**Aim of the task**
Starting at the line that contains "let frames = (delta.as_secs_f64()" and ending at the line that contains "pub fn play_at(&self, at: Duration)", the lines below are to be given again exactly, with nothing added.

**Supplied records**

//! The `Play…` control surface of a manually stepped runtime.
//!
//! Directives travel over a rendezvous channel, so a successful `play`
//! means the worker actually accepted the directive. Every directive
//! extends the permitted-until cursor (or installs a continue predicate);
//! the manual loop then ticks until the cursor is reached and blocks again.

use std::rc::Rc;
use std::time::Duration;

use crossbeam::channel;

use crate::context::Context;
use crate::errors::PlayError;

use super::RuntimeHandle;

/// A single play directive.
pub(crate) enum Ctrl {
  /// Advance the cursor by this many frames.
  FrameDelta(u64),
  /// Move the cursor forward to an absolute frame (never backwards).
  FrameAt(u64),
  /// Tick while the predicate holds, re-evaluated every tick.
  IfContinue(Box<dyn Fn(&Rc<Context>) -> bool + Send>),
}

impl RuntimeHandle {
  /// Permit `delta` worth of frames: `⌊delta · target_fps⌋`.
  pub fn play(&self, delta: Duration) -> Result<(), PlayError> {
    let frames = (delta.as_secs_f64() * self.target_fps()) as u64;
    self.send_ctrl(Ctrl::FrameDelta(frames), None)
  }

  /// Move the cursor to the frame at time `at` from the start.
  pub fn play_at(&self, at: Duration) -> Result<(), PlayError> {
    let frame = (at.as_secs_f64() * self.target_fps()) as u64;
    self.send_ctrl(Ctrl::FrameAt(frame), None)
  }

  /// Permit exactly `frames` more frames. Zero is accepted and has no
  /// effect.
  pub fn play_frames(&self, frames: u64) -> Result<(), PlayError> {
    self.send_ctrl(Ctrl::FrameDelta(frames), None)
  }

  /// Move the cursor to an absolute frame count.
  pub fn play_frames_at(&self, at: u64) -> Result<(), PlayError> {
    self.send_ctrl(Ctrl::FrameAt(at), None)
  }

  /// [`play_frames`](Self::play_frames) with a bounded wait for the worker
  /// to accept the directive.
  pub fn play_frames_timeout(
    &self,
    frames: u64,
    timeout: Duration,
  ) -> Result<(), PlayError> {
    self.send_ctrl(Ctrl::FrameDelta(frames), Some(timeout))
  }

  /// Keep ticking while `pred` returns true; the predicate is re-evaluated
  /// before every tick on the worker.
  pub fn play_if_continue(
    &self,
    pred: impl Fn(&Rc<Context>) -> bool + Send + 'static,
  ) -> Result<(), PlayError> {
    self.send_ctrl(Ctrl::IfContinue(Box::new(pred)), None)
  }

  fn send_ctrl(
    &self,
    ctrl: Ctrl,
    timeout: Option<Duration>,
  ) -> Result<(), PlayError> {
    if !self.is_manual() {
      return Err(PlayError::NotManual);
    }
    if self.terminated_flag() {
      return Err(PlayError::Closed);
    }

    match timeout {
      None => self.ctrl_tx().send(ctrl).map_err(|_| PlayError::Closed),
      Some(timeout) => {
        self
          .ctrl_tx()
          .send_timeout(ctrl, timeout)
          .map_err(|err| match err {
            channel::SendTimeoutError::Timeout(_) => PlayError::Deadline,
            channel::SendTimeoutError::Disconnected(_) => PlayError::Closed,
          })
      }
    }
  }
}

**Task answer**
    let frames = (delta.as_secs_f64() * self.target_fps()) as u64;
    self.send_ctrl(Ctrl::FrameDelta(frames), None)
  }

  /// Move the cursor to the frame at time `at` from the start.
  pub fn play_at(&self, at: Duration) -> Result<(), PlayError> {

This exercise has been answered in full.